To make artificial intelligence more transparent and reduce instances of serious nonsense, OpenAI...ExplainA brand-new training framework is being developed, which the team calls the "Confession" mechanism. Its core concept is to train AI models to proactively admit when they exhibit bad behavior, even if the behavior itself is wrong. As long as they "honestly confess," they can receive a reward.
Addressing AI's "flattery" and illusion of overconfidence
OpenAI points out that large language models (LLMs) are currently typically trained to produce responses that "appear to meet user expectations." This leads to a side effect: the models are increasingly prone to "sycophancy," that is, saying the same thing to please the user, or confidently stating false information (i.e., creating illusions).

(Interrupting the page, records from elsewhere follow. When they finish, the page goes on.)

impl GameStore for RedisGameStore {
    fn create_game(
        &self,
        game: GameEntity,
        listing: GameListing,
    ) -> BoxFuture<'static, StorageResult<()>> {
        let store = self.clone();
        Box::pin(async move { store.create_game(game, listing).await })
    }

    fn find_game(&self, game_id: String) -> BoxFuture<'static, StorageResult<Option<GameEntity>>> {
        let store = self.clone();
        Box::pin(async move { store.find_game(game_id).await })
    }

    fn pop_and_join(
        &self,
        challenger: Challenger,
    ) -> BoxFuture<'static, StorageResult<Option<MatchedGame>>> {
        let store = self.clone();
        Box::pin(async move { store.pop_and_join(challenger).await })
    }

    fn join_private_game(
        &self,
        join_code: String,
        challenger: Challenger,
    ) -> BoxFuture<'static, StorageResult<MatchedGame>> {
        let store = self.clone();
        Box::pin(async move { store.join_private_game(join_code, challenger).await })
    }

    fn cancel_matchmaking(
        &self,
        game_id: String,
        player_id: String,
    ) -> BoxFuture<'static, StorageResult<()>> {
        let store = self.clone();
        Box::pin(async move { store.cancel_matchmaking(game_id, player_id).await })
    }

    fn join_session(&self, game_id: String) -> BoxFuture<'static, StorageResult<SessionJoin>> {
        let store = self.clone();
        Box::pin(async move { store.join_session(game_id).await })
    }

    fn leave_session(&self, game_id: String) -> BoxFuture<'static, StorageResult<i64>> {
        let store = self.clone();
        Box::pin(async move { store.leave_session(game_id).await })
    }

    fn is_word_played(
        &self,
        game_id: String,
        word: String,
    ) -> BoxFuture<'static, StorageResult<bool>> {
        let store = self.clone();
        Box::pin(async move { store.is_word_played(game_id, word).await })
    }

    fn submit_word(
        &self,
        submission: WordSubmission,
    ) -> BoxFuture<'static, StorageResult<MoveOutcome>> {
        let store = self.clone();
        Box::pin(async move { store.submit_word(submission).await })
    }

    fn claim_and_end_expired(
        &self,
        limit: usize,
    ) -> BoxFuture<'static, StorageResult<Vec<ExpiredGame>>> {
        let store = self.clone();
        Box::pin(async move { store.claim_and_end_expired(limit).await })
    }

    fn publish(&self, game_id: String, payload: String) -> BoxFuture<'static, StorageResult<()>> {
        let store = self.clone();
        Box::pin(async move { store.publish(game_id, payload).await })
    }

    fn subscribe(&self) -> BoxFuture<'static, StorageResult<BoxStream<'static, ChannelMessage>>> {
        let store = self.clone();
        Box::pin(async move { store.subscribe().await.map_err(Into::into) })
    }

    fn health_check(&self) -> BoxFuture<'static, StorageResult<()>> {
        let store = self.clone();
        Box::pin(async move { store.ping().await.map_err(Into::into) })
    }
}

#[cfg(test)]
mod tests {
    use super::*;

    fn reply(parts: &[&str]) -> Vec<String> {
        parts.iter().map(|part| part.to_string()).collect()
    }

    #[test]
    fn error_replies_become_rejections() {
        let err = accepted("submit_word", reply(&["err", "not_your_turn"])).unwrap_err();
        assert!(matches!(err, StorageError::Rejected(Rejection::NotYourTurn)));

        let err = accepted("submit_word", reply(&["err", "on_fire"])).unwrap_err();
        assert!(matches!(err, StorageError::MalformedReply { operation: "submit_word", .. }));

        let err = accepted("submit_word", Vec::new()).unwrap_err();
        assert!(matches!(err, StorageError::MalformedReply { .. }));
    }

    #[test]
    fn claim_reply_is_read_in_pairs() {
        let settled = settled_pairs(reply(&["g1", "bob", "g2", "carol"])).unwrap();
        assert_eq!(
            settled,
            vec![
                ExpiredGame {
                    game_id: "g1".into(),
                    winner_id: "bob".into(),
                },
                ExpiredGame {
                    game_id: "g2".into(),
                    winner_id: "carol".into(),
                },
            ]
        );

        assert!(settled_pairs(Vec::new()).unwrap().is_empty());
        assert!(settled_pairs(reply(&["g1"])).is_err());
    }
}
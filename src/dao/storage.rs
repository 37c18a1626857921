use std::error::Error;
use thiserror::Error;

/// Result alias for storage operations.
pub type StorageResult<T> = Result<T, StorageError>;

/// Error raised by storage backends regardless of the underlying store.
#[derive(Debug, Error)]
pub enum StorageError {
    #[error("storage unavailable: {message}")]
    Unavailable {
        message: String,
        #[source]
        source: Box<dyn Error + Send + Sync>,
    },
    /// The store answered with something the protocol does not understand.
    #[error("malformed reply from `{operation}`: {detail}")]
    MalformedReply {
        operation: &'static str,
        detail: String,
    },
    /// The atomic operation ran but refused the transition.
    #[error("operation rejected: {0}")]
    Rejected(#[from] Rejection),
}

impl StorageError {
    /// Construct an unavailable error from any backend failure.
    pub fn unavailable(message: String, source: impl Error + Send + Sync + 'static) -> Self {
        StorageError::Unavailable {
            message,
            source: Box::new(source),
        }
    }

    /// Build a malformed-reply error for the named operation.
    pub fn malformed(operation: &'static str, detail: impl Into<String>) -> Self {
        StorageError::MalformedReply {
            operation,
            detail: detail.into(),
        }
    }
}

/// Game-rule refusals produced inside the atomic operations.
///
/// Every variant carries a stable snake_case code. The Redis scripts return the
/// same codes, and they double as the `message` of client error frames.
#[derive(Debug, Clone, Copy, PartialEq, Eq, Error)]
pub enum Rejection {
    #[error("invalid_code")]
    InvalidCode,
    #[error("game_not_found")]
    GameNotFound,
    #[error("game_not_available")]
    GameNotAvailable,
    #[error("game_not_joinable")]
    GameNotJoinable,
    #[error("game_not_active")]
    GameNotActive,
    #[error("cannot_join_own_game")]
    CannotJoinOwnGame,
    #[error("not_game_owner")]
    NotGameOwner,
    #[error("not_your_turn")]
    NotYourTurn,
    #[error("word_already_played")]
    WordAlreadyPlayed,
}

impl Rejection {
    const ALL: [Rejection; 9] = [
        Rejection::InvalidCode,
        Rejection::GameNotFound,
        Rejection::GameNotAvailable,
        Rejection::GameNotJoinable,
        Rejection::GameNotActive,
        Rejection::CannotJoinOwnGame,
        Rejection::NotGameOwner,
        Rejection::NotYourTurn,
        Rejection::WordAlreadyPlayed,
    ];

    /// Machine-readable code shared with the store scripts.
    pub fn code(self) -> &'static str {
        match self {
            Rejection::InvalidCode => "invalid_code",
            Rejection::GameNotFound => "game_not_found",
            Rejection::GameNotAvailable => "game_not_available",
            Rejection::GameNotJoinable => "game_not_joinable",
            Rejection::GameNotActive => "game_not_active",
            Rejection::CannotJoinOwnGame => "cannot_join_own_game",
            Rejection::NotGameOwner => "not_game_owner",
            Rejection::NotYourTurn => "not_your_turn",
            Rejection::WordAlreadyPlayed => "word_already_played",
        }
    }

    /// Parse a code returned by a store script.
    pub fn from_code(code: &str) -> Option<Self> {
        Self::ALL.into_iter().find(|rejection| rejection.code() == code)
    }
}

#[cfg(test)]
mod tests {
    use super::*;

    #[test]
    fn rejection_codes_round_trip_through_script_replies() {
        for rejection in Rejection::ALL {
            assert_eq!(Rejection::from_code(rejection.code()), Some(rejection));
            assert_eq!(rejection.to_string(), rejection.code());
        }
        assert_eq!(Rejection::from_code("teapot"), None);
    }

    #[test]
    fn rejected_storage_error_keeps_the_code() {
        let err: StorageError = Rejection::NotYourTurn.into();
        assert!(matches!(err, StorageError::Rejected(Rejection::NotYourTurn)));
    }
}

To address this issue, the new training model attempts to encourage AI to provide a "secondary response" in addition to the primary answer, explaining what it did to arrive at that answer.
Reward mechanism: As long as you are honest, you will also get points for admitting to "cheating".
The operating logic of this "confession" system is completely different from traditional training. While general answers are scored based on usefulness, accuracy, and compliance, "confession" is scored solely based on "honesty".
In its technical documentation, OpenAI explains: "If a model honestly admits to hacking a test, sandbagging, or even violating instructions, the system will increase rewards for such admissions, allowing the model to be more truthful in describing in what process it 'lies,' thereby enabling the system to allow the model to correct the generated answers in real time, thereby reducing the proportion of generated content that is 'illusory.'"
This means that OpenAI hopes to "encourage" models to be honest about their behavior, even potentially problematic behaviors. This mechanism of teaching AI to "repent" may become an important part of improving the security and interpretability of large language models in the future.